# How do you react when you feel excluded by a group?



## InimitableJeeves (Aug 27, 2012)

Almost no one likes to be excluded, it goes against our basic human nature. So how do you react when you are being excluded by any group whether it is at school or anywhere else?


----------



## Diacetylmorphine (Mar 9, 2011)

I just sit there, or try and make an excuse to escape. Initiate flight response!!!


----------



## enfield (Sep 4, 2010)

i faced exclusion one or more times when i was with a friend, and a friend of my friend, who i didn't know nearly as well as he did. like because sometimes they would whisper to each other and i would be dismayed. people are sensitive to whispering around them. i am no exception. so dismay that was my reaction. i didn't call them out for whispering because i didn't want to appear upset by their private whispering, and reveal that i was hurt by it. so i kept my dismay to myself.


----------



## farfegnugen (Aug 16, 2010)

I think most of the time now that I'm not there to be excluded. Before I think I was often apprehensive about being included and would try to exclude myself. I always felt weird in saying "no" when someone would coax you into doing something anyhow. I guess I'm messed up.


----------



## Melanie J (Apr 10, 2013)

This has happened a lot to me. Maybe I say or do something wrong. Or maybe I'm not pretty enough, or not out there enough. Maybe i'm too nice or maybe I don't make sense. I tend to endure the situation in silence or get up and leave (sometimes theyre the ones who get up and leave instead).


----------



## InfiniteBlaze (Jan 27, 2011)

I generally say something along the lines of "**** you" in my head. Yeah.


----------



## catcharay (Sep 15, 2011)

I'm outwardly indifferent but I do get pissed off. Like a girl in my group doesn't really direct her attention to me when discussing our assignment - only to the guy. It just seems like they are more easy going party types, so she gravitates more towards him? 

Anyhow, I'm pissed off cos it's so rude.. What I plan to do is direct my attention and talk mostly with the guy, concerning our assignment.

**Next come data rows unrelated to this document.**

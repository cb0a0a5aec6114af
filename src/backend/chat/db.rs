//! Database operations for chats and messages
//!
//! Timestamps are stored as Unix milliseconds.

use chrono::{DateTime, Utc};
use sqlx::sqlite::SqliteRow;
use sqlx::{Row, SqlitePool};

use crate::shared::messaging::{canonical_pair, Chat, ChatId, ChatMessage, UserId};

/// Convert stored milliseconds back into a timestamp
pub(crate) fn timestamp_from_millis(millis: i64) -> DateTime<Utc> {
    DateTime::from_timestamp_millis(millis).unwrap_or_default()
}

fn chat_from_row(row: &SqliteRow) -> Chat {
    Chat {
        id: row.get("id"),
        user_a_id: row.get("user_a_id"),
        user_b_id: row.get("user_b_id"),
        created_at: timestamp_from_millis(row.get("created_at")),
    }
}

fn message_from_row(row: &SqliteRow) -> ChatMessage {
    ChatMessage {
        id: row.get("id"),
        chat_id: row.get("chat_id"),
        sender_id: row.get("sender_id"),
        content: row.get("content"),
        sent_at: timestamp_from_millis(row.get("sent_at")),
    }
}

/// Insert the chat for a pair unless it exists, then return it.
///
/// The flag is true when this call created the row.
pub async fn insert_chat_if_absent(
    pool: &SqlitePool,
    a: UserId,
    b: UserId,
) -> Result<(Chat, bool), sqlx::Error> {
    let (low, high) = canonical_pair(a, b);

    let inserted = sqlx::query(
        r#"
        INSERT INTO chats (user_a_id, user_b_id, created_at)
        VALUES (?1, ?2, ?3)
        ON CONFLICT (user_a_id, user_b_id) DO NOTHING
        "#,
    )
    .bind(low)
    .bind(high)
    .bind(Utc::now().timestamp_millis())
    .execute(pool)
    .await?
    .rows_affected()
        == 1;

    let row = sqlx::query(
        r#"
        SELECT id, user_a_id, user_b_id, created_at
        FROM chats
        WHERE user_a_id = ?1 AND user_b_id = ?2
        "#,
    )
    .bind(low)
    .bind(high)
    .fetch_one(pool)
    .await?;

    Ok((chat_from_row(&row), inserted))
}

/// Get a chat by ID
pub async fn find_chat_by_id(pool: &SqlitePool, id: ChatId) -> Result<Option<Chat>, sqlx::Error> {
    let row = sqlx::query("SELECT id, user_a_id, user_b_id, created_at FROM chats WHERE id = ?1")
        .bind(id)
        .fetch_optional(pool)
        .await?;
    Ok(row.as_ref().map(chat_from_row))
}

/// All chats a user takes part in, oldest first
pub async fn find_chats_for_user(pool: &SqlitePool, user_id: UserId) -> Result<Vec<Chat>, sqlx::Error> {
    let rows = sqlx::query(
        r#"
        SELECT id, user_a_id, user_b_id, created_at
        FROM chats
        WHERE user_a_id = ?1 OR user_b_id = ?1
        ORDER BY id
        "#,
    )
    .bind(user_id)
    .fetch_all(pool)
    .await?;
    Ok(rows.iter().map(chat_from_row).collect())
}

/// Persist a message.
///
/// `sent_at` becomes `max(now_millis, last sent_at in this chat + 1)`,
/// computed in the same statement as the insert.
pub async fn insert_message(
    pool: &SqlitePool,
    chat_id: ChatId,
    sender_id: UserId,
    content: &str,
    now_millis: i64,
) -> Result<ChatMessage, sqlx::Error> {
    let row = sqlx::query(
        r#"
        INSERT INTO messages (chat_id, sender_id, content, sent_at)
        SELECT ?1, ?2, ?3,
               MAX(?4, COALESCE((SELECT MAX(sent_at) FROM messages WHERE chat_id = ?1) + 1, 0))
        RETURNING id, chat_id, sender_id, content, sent_at
        "#,
    )
    .bind(chat_id)
    .bind(sender_id)
    .bind(content)
    .bind(now_millis)
    .fetch_one(pool)
    .await?;

    Ok(message_from_row(&row))
}

/// All messages of a chat, oldest first
pub async fn load_history(pool: &SqlitePool, chat_id: ChatId) -> Result<Vec<ChatMessage>, sqlx::Error> {
    let rows = sqlx::query(
        r#"
        SELECT id, chat_id, sender_id, content, sent_at
        FROM messages
        WHERE chat_id = ?1
        ORDER BY sent_at ASC, id ASC
        "#,
    )
    .bind(chat_id)
    .fetch_all(pool)
    .await?;
    Ok(rows.iter().map(message_from_row).collect())
}

pub async fn count_messages(pool: &SqlitePool, chat_id: ChatId) -> Result<i64, sqlx::Error> {
    let row = sqlx::query("SELECT COUNT(*) AS total FROM messages WHERE chat_id = ?1")
        .bind(chat_id)
        .fetch_one(pool)
        .await?;
    Ok(row.get("total"))
}

/// Most recent message of a chat
pub async fn last_message(pool: &SqlitePool, chat_id: ChatId) -> Result<Option<ChatMessage>, sqlx::Error> {
    let row = sqlx::query(
        r#"
        SELECT id, chat_id, sender_id, content, sent_at
        FROM messages
        WHERE chat_id = ?1
        ORDER BY sent_at DESC, id DESC
        LIMIT 1
        "#,
    )
    .bind(chat_id)
    .fetch_optional(pool)
    .await?;
    Ok(row.as_ref().map(message_from_row))
}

She really needs to know how it feels to be a ghost.


----------



## InimitableJeeves (Aug 27, 2012)

catcharay said:


> I'm outwardly indifferent but I do get pissed off. Like a girl in my group doesn't really direct her attention to me when discussing our assignment - only to the guy. It just seems like they are more easy going party types, so she gravitates more towards him?
> 
> Anyhow, I'm pissed off cos it's so rude.. What I plan to do is direct my attention and talk mostly with the guy, concerning our assignment. She really needs to know how it feels to be a ghost.

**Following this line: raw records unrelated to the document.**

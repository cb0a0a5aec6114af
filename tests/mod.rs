//! Test suite for Campus Chat
//!
//! This module organizes all tests

pub mod common;
pub mod integration;
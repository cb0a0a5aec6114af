//! POST /api/refresh-token
//!
//! Exchanges a refresh token for a new token pair. Fails with 401 when the
//! token is invalid or expired, or when its subject no longer exists.

use std::sync::Arc;

use axum::{extract::State, response::Json};
use sqlx::SqlitePool;

use crate::backend::auth::handlers::types::{RefreshRequest, TokenResponse};
use crate::backend::auth::tokens::TokenService;
use crate::backend::auth::users::get_user_by_id;
use crate::backend::error::BackendError;

pub async fn refresh_token(
    State(pool): State<SqlitePool>,
    State(tokens): State<Arc<TokenService>>,
    Json(request): Json<RefreshRequest>,
) -> Result<Json<TokenResponse>, BackendError> {
    let subject = tokens.extract_subject(&request.refresh_token).map_err(|e| {
        tracing::warn!("Refresh rejected: {}", e);
        e
    })?;

    let user = get_user_by_id(&pool, subject)
        .await?
        .ok_or_else(|| BackendError::unauthorized("Unknown token subject"))?;

    if !tokens.is_valid(&request.refresh_token, user.id) {
        return Err(BackendError::unauthorized("Token subject mismatch"));
    }

    tracing::debug!("Issuing refreshed tokens for user {}", user.id);
    Ok(Json(TokenResponse {
        access_token: tokens.issue_access_token(&user)?,
        refresh_token: tokens.issue_refresh_token(&user)?,
    }))
}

I have had experiences similar to this as well.


----------



## catcharay (Sep 15, 2011)

I guess because we are seemingly introverted and they think we aren't worth the attention. They are so silly


----------



## InimitableJeeves (Aug 27, 2012)

catcharay said:


> I guess because we are seemingly introverted and they think we aren't worth the attention. They are so silly


It definitely feels awful and I think it has stronger affects than people realize. After having gone through it more than enough times, it's a situation I try hard to avoid.

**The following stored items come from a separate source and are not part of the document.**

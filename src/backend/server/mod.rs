//! Server Module
//!
//! Builds the application state and the Axum app.
//!
//! # Architecture
//!
//! - **`state`** - `AppState` and `FromRef` implementations
//! - **`config`** - Configuration loading and database connection
//! - **`init`** - State construction and app creation
//!
//! # Initialization Flow
//!
//! 1. **Configuration Loading**: `.env`, optional TOML file, environment
//! 2. **Database**: connect and run migrations
//! 3. **State Creation**: token service, registry, announcement channel
//! 4. **Router Creation**: routes and middleware
//! 5. **Background Tasks**: periodic registry pruning

/// Application state management
pub mod state;

/// Configuration loading
pub mod config;

/// Server initialization
pub mod init;

// Re-export commonly used types
pub use state::AppState;
pub use init::{build_state, create_app};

I'm sorry you had to go through that as well.


----------



## SilentLyric (Aug 20, 2012)

It lowers my self esteem


----------



## Donnie in the Dark (Mar 15, 2011)

First option. I hate and am terrified of being where I am not wanted.


----------



## Soilwork (May 14, 2012)

I leave but I don't even bother to excuse myself because it isn't like anywhere cares I'm going.


----------



## march_hare (Jan 18, 2006)

Endure. I have been tempted to walk out of places before, but I reasoned that the consequences would be worse than just sitting there and trying not to look bothered.


----------



## tbyrfan (Feb 24, 2011)

I leave. Nobody would notice, anyway.


----------



## Evo1114 (Dec 9, 2012)

Yeah, I just walk away. Nobody has ever stopped their conversation and been like 'NO, don't leave! Please, stay here and talk to us!' Haha. I don't even really think about it anymore when it happens.


----------



## BlazingLazer (Jul 16, 2011)

"I excuse myself and try to hide somewhere." - Probably the most likely outcome for me out of all the choices listed here.

"I quietly endure the situation." - Unless I've somehow turned into a masochist, no.

"I attempt to hide my discomfort and try to join in whatever the group is doing or talking about." - Yeah, admittedly, I do this a lot. It often never works; sometimes only kinda works (but feels too weird and awkward to have anything more than a slight feeling of comfort).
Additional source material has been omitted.